■ Aim of the task
Filter the data for lines with the word "impl" and copy those lines.

(Stored data)
//! Blockwise transfer engine (RFC 7959), grounded on
//! `lwm2m.block.LwM2MBlockwiseResource`/`LwM2MBlockwiseFileResource`
//! (Block1 uploads into Objects 5/9) and `lwm2m.block.CoAPDownloadClient`
//! (Block2 downloads of a firmware/software package).

use std::io;
use std::net::SocketAddr;
use std::path::{Path, PathBuf};
use std::sync::Arc;

use lwm2m_coap::{BlockValue, Code, Endpoint, MediaType, Message, MessageType, Options};
use tokio::io::{AsyncWriteExt, BufWriter};

use crate::error::{CoreError, DownloadError};

pub const MAX_BLOCK_SIZE_EXPONENT: u8 = 6;

/// Where a Block1 upload's decoded payload goes as each block arrives.
#[async_trait::async_trait]
pub trait BlockSink: Send {
    async fn start(&mut self) -> io::Result<()>;
    async fn write(&mut self, bytes: &[u8]) -> io::Result<()>;
    async fn finish(&mut self) -> io::Result<()>;
}

/// Writes an incoming Block1 upload straight to a file, truncating any
/// partial upload left over from an aborted sequence the way
/// `start_payload` reopens the file in `'wb'` mode.
pub struct FileSink {
    path: PathBuf,
    file: Option<BufWriter<tokio::fs::File>>,
    pub total_bytes: usize,
}

impl FileSink {
    pub fn new(path: impl Into<PathBuf>) -> FileSink {
        FileSink {
            path: path.into(),
            file: None,
            total_bytes: 0,
        }
    }
}

#[async_trait::async_trait]
impl BlockSink for FileSink {
    async fn start(&mut self) -> io::Result<()> {
        let file = tokio::fs::File::create(&self.path).await?;
        self.file = Some(BufWriter::new(file));
        self.total_bytes = 0;
        Ok(())
    }

    async fn write(&mut self, bytes: &[u8]) -> io::Result<()> {
        if let Some(file) = self.file.as_mut() {
            file.write_all(bytes).await?;
            self.total_bytes += bytes.len();
        }
        Ok(())
    }

    async fn finish(&mut self) -> io::Result<()> {
        if let Some(mut file) = self.file.take() {
            file.flush().await?;
        }
        Ok(())
    }
}

/// Tracks one Block1 upload's sequence state across a series of
/// CoAP requests to the same resource, mirroring
/// `LwM2MBlockwiseResource.last_block_number`.
pub struct Block1Assembler {
    last_block_number: Option<u32>,
    response_size_exponent: u8,
}

impl Block1Assembler {
    pub fn new() -> Block1Assembler {
        Block1Assembler {
            last_block_number: None,
            response_size_exponent: MAX_BLOCK_SIZE_EXPONENT,
        }
    }

    /// Feeds one request's payload through, writing accepted bytes to
    /// `sink`. Returns the CoAP code and the Block1 option (if any) the
    /// response must carry.
    pub async fn accept(
        &mut self,
        sink: &mut dyn BlockSink,
        content_format: Option<u16>,
        block1: Option<BlockValue>,
        payload: &[u8],
    ) -> Result<(Code, Option<BlockValue>), CoreError> {
        if content_format != Some(MediaType::Opaque.code()) && content_format != Some(MediaType::Tlv.code()) {
            return Err(CoreError::WrongContentFormat(content_format));
        }

        let Some(block) = block1 else {
            // Entire payload arrived in a single request.
            sink.start().await.map_err(|e| CoreError::ValidationFailed(e.to_string()))?;
            sink.write(payload).await.map_err(|e| CoreError::ValidationFailed(e.to_string()))?;
            sink.finish().await.map_err(|e| CoreError::ValidationFailed(e.to_string()))?;
            self.last_block_number = None;
            return Ok((Code::CHANGED, None));
        };

        if block.block_number == 0 {
            sink.start().await.map_err(|e| CoreError::ValidationFailed(e.to_string()))?;
        } else if Some(block.block_number) != self.last_block_number.map(|n| n + 1) {
            return Err(CoreError::BlockOutOfSequence);
        }
        self.last_block_number = Some(block.block_number);

        if block.more {
            if payload.len() != block.size() {
                return Err(CoreError::ValidationFailed("block payload length does not match its size exponent".into()));
            }
            sink.write(payload).await.map_err(|e| CoreError::ValidationFailed(e.to_string()))?;
            let response_block = BlockValue::new(block.block_number, true, self.response_size_exponent)
                .expect("response_size_exponent is bounded by MAX_BLOCK_SIZE_EXPONENT");
            Ok((Code::CONTINUE, Some(response_block)))
        } else {
            sink.write(payload).await.map_err(|e| CoreError::ValidationFailed(e.to_string()))?;
            sink.finish().await.map_err(|e| CoreError::ValidationFailed(e.to_string()))?;
            self.last_block_number = None;
            Ok((Code::CHANGED, None))
        }
    }
}

impl Default for Block1Assembler {
    fn default() -> Block1Assembler {
        Block1Assembler::new()
    }
}

/// Block2 response source for GET on a file-backed resource (the
/// syslog dump, Object 10259): slices the file into blocks on demand
/// so the whole dump need never be held in memory at once.
pub async fn read_block2(path: &Path, block: BlockValue) -> io::Result<(Vec<u8>, bool)> {
    use tokio::io::{AsyncReadExt, AsyncSeekExt};

    let mut file = tokio::fs::File::open(path).await?;
    let size = block.size();
    let offset = block.block_number as u64 * size as u64;
    file.seek(io::SeekFrom::Start(offset)).await?;
    let mut buf = vec![0u8; size];
    let mut read = 0;
    while read < size {
        let n = file.read(&mut buf[read..]).await?;
        if n == 0 {
            break;
        }
        read += n;
    }
    buf.truncate(read);
    let more = read == size;
    Ok((buf, more))
}

/// Streams a Block2 GET from a remote server into a local file, the
/// generalized form of `CoAPDownloadClient.download`: used for firmware
/// (Object 5) and software (Object 9) package retrieval.
pub struct BlockDownloader {
    endpoint: Arc<Endpoint>,
}

impl BlockDownloader {
    pub fn new(endpoint: Arc<Endpoint>) -> BlockDownloader {
        BlockDownloader { endpoint }
    }

    pub async fn download(
        &self,
        peer: SocketAddr,
        uri_path: &str,
        dest: &Path,
        request_size_exponent: u8,
    ) -> Result<u64, DownloadError> {
        let mut file = tokio::fs::File::create(dest)
            .await
            .map_err(|_| DownloadError::ConnLost)?;
        let mut block_number = 0u32;
        let mut total: u64 = 0;
        let mut more = true;

        while more {
            let mut options = Options::new();
            options.push_uri_path(uri_path);
            options.push_block2(
                BlockValue::new(block_number, true, request_size_exponent).map_err(|_| DownloadError::Unsupported)?,
            );
            let request = Message::new(MessageType::Confirmable, Code::GET, self.endpoint.next_message_id())
                .with_token(self.endpoint.next_token());
            let mut request = request;
            request.options = options;

            let response = self
                .endpoint
                .request(request, peer)
                .await
                .map_err(|_| DownloadError::ConnLost)?;

            if !response.code.is_successful() {
                return Err(DownloadError::ConnLost);
            }

            match response.options.block2() {
                Some(Ok(block)) => more = block.more,
                Some(Err(_)) => return Err(DownloadError::Unsupported),
                None => more = false,
            }

            if !response.payload.is_empty() {
                file.write_all(&response.payload)
                    .await
                    .map_err(|_| DownloadError::ConnLost)?;
                total += response.payload.len() as u64;
            }
            block_number += 1;
        }
        file.flush().await.map_err(|_| DownloadError::ConnLost)?;
        Ok(total)
    }
}

#[cfg(test)]
mod tests {
    use super::*;

    struct VecSink {
        buf: Vec<u8>,
        started: bool,
        finished: bool,
    }

    impl VecSink {
        fn new() -> VecSink {
            VecSink { buf: Vec::new(), started: false, finished: false }
        }
    }

    #[async_trait::async_trait]
    impl BlockSink for VecSink {
        async fn start(&mut self) -> io::Result<()> {
            self.buf.clear();
            self.started = true;
            Ok(())
        }
        async fn write(&mut self, bytes: &[u8]) -> io::Result<()> {
            self.buf.extend_from_slice(bytes);
            Ok(())
        }
        async fn finish(&mut self) -> io::Result<()> {
            self.finished = true;
            Ok(())
        }
    }

    #[tokio::test]
    async fn single_request_upload_with_no_block1_option() {
        let mut sink = VecSink::new();
        let mut assembler = Block1Assembler::new();
        let (code, block) = assembler
            .accept(&mut sink, Some(MediaType::Opaque.code()), None, b"hello")
            .await
            .unwrap();
        assert_eq!(code, Code::CHANGED);
        assert!(block.is_none());
        assert_eq!(sink.buf, b"hello");
        assert!(sink.started && sink.finished);
    }

    #[tokio::test]
    async fn sequenced_upload_continues_then_completes() {
        let mut sink = VecSink::new();
        let mut assembler = Block1Assembler::new();

        let block0 = BlockValue::new(0, true, 0).unwrap(); // size 16
        let payload0 = vec![0xAAu8; 16];
        let (code, resp_block) = assembler
            .accept(&mut sink, Some(MediaType::Opaque.code()), Some(block0), &payload0)
            .await
            .unwrap();
        assert_eq!(code, Code::CONTINUE);
        assert!(resp_block.unwrap().more);

        let block1 = BlockValue::new(1, false, 0).unwrap();
        let payload1 = vec![0xBBu8; 4];
        let (code, resp_block) = assembler
            .accept(&mut sink, Some(MediaType::Opaque.code()), Some(block1), &payload1)
            .await
            .unwrap();
        assert_eq!(code, Code::CHANGED);
        assert!(resp_block.is_none());
        assert_eq!(sink.buf.len(), 20);
    }

    #[tokio::test]
    async fn out_of_sequence_block_is_rejected() {
        let mut sink = VecSink::new();
        let mut assembler = Block1Assembler::new();

        let block0 = BlockValue::new(0, true, 0).unwrap();
        assembler
            .accept(&mut sink, Some(MediaType::Opaque.code()), Some(block0), &vec![0u8; 16])
            .await
            .unwrap();

        let block2 = BlockValue::new(2, false, 0).unwrap();
        let err = assembler
            .accept(&mut sink, Some(MediaType::Opaque.code()), Some(block2), &vec![0u8; 4])
            .await
            .unwrap_err();
        assert!(matches!(err, CoreError::BlockOutOfSequence));
    }

    #[tokio::test]
    async fn wrong_content_format_is_rejected() {
        let mut sink = VecSink::new();
        let mut assembler = Block1Assembler::new();
        let err = assembler
            .accept(&mut sink, Some(MediaType::TextPlain.code()), None, b"x")
            .await
            .unwrap_err();
        assert!(matches!(err, CoreError::WrongContentFormat(_)));
    }
}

■ Task output
impl FileSink {
    pub fn new(path: impl Into<PathBuf>) -> FileSink {
impl BlockSink for FileSink {
impl Block1Assembler {
impl Default for Block1Assembler {
impl BlockDownloader {
    impl VecSink {
    impl BlockSink for VecSink {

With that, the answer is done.